▸ **YOUR OBJECTIVE**
In the data below, find each line carrying the string "DbErr" and copy it out.

▸ **STUDY MATERIAL**

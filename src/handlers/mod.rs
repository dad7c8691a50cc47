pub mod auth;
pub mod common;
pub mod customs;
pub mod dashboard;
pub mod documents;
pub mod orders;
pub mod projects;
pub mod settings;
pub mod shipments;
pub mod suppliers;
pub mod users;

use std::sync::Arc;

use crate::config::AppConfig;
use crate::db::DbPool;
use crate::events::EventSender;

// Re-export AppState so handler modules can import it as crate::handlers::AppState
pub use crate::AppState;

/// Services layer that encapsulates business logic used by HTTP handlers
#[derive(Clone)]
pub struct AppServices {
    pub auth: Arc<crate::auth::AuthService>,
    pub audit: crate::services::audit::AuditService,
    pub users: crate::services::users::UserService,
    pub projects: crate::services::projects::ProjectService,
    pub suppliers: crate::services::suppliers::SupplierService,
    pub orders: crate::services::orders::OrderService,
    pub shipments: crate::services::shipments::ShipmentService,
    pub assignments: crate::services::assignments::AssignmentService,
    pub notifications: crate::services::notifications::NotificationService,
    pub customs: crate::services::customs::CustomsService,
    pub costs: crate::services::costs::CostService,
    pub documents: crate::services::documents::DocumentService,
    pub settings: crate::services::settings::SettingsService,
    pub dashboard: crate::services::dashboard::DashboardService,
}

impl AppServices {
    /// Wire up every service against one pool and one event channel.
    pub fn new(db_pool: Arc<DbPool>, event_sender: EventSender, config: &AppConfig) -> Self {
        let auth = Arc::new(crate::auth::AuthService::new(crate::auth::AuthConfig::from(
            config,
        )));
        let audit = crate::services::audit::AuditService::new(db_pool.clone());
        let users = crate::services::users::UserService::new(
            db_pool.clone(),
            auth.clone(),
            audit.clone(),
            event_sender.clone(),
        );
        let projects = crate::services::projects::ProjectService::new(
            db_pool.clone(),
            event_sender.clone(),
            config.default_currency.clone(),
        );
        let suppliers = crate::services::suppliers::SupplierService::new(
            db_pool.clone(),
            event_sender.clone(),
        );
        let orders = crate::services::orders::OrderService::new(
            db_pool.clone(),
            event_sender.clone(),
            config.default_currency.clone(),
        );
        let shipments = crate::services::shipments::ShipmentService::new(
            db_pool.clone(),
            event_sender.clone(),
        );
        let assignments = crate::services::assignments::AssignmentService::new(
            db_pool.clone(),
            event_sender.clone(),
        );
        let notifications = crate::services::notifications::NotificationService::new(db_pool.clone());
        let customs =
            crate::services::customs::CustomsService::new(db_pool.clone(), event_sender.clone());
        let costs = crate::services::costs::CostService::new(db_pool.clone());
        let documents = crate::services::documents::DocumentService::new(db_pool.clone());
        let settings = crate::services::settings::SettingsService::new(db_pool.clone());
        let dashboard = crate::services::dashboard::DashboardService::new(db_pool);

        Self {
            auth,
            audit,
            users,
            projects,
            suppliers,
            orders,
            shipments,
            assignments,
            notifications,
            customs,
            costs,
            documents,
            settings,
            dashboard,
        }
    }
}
---
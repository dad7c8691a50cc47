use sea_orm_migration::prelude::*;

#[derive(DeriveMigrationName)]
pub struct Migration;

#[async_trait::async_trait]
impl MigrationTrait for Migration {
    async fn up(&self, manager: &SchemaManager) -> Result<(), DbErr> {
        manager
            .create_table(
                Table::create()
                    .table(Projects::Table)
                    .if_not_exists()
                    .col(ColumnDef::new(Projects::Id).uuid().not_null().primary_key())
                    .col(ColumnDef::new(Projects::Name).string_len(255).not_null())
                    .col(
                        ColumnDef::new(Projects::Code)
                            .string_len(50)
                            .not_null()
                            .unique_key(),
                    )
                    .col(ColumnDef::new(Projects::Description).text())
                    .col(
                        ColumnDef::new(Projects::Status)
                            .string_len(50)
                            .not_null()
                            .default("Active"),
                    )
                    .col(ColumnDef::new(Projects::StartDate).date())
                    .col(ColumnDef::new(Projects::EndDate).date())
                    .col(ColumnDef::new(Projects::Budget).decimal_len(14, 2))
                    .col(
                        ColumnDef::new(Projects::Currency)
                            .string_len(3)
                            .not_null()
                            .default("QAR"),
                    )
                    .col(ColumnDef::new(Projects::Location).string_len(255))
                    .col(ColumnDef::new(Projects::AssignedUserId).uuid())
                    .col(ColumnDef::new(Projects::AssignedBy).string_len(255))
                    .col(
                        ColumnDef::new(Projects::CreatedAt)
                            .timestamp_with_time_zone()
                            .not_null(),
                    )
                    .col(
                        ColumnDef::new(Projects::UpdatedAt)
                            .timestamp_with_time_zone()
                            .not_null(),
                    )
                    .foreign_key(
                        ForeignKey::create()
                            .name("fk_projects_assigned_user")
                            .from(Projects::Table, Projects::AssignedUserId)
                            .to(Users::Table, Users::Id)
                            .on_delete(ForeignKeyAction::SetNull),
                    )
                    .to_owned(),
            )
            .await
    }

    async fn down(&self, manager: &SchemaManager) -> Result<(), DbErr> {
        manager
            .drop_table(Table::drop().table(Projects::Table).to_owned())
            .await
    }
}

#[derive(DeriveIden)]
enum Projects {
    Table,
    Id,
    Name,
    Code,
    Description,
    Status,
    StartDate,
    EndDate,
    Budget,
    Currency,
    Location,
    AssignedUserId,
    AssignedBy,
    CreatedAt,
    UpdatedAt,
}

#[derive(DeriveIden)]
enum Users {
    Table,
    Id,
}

▸ **SOLUTION**
    async fn up(&self, manager: &SchemaManager) -> Result<(), DbErr> {
    async fn down(&self, manager: &SchemaManager) -> Result<(), DbErr> {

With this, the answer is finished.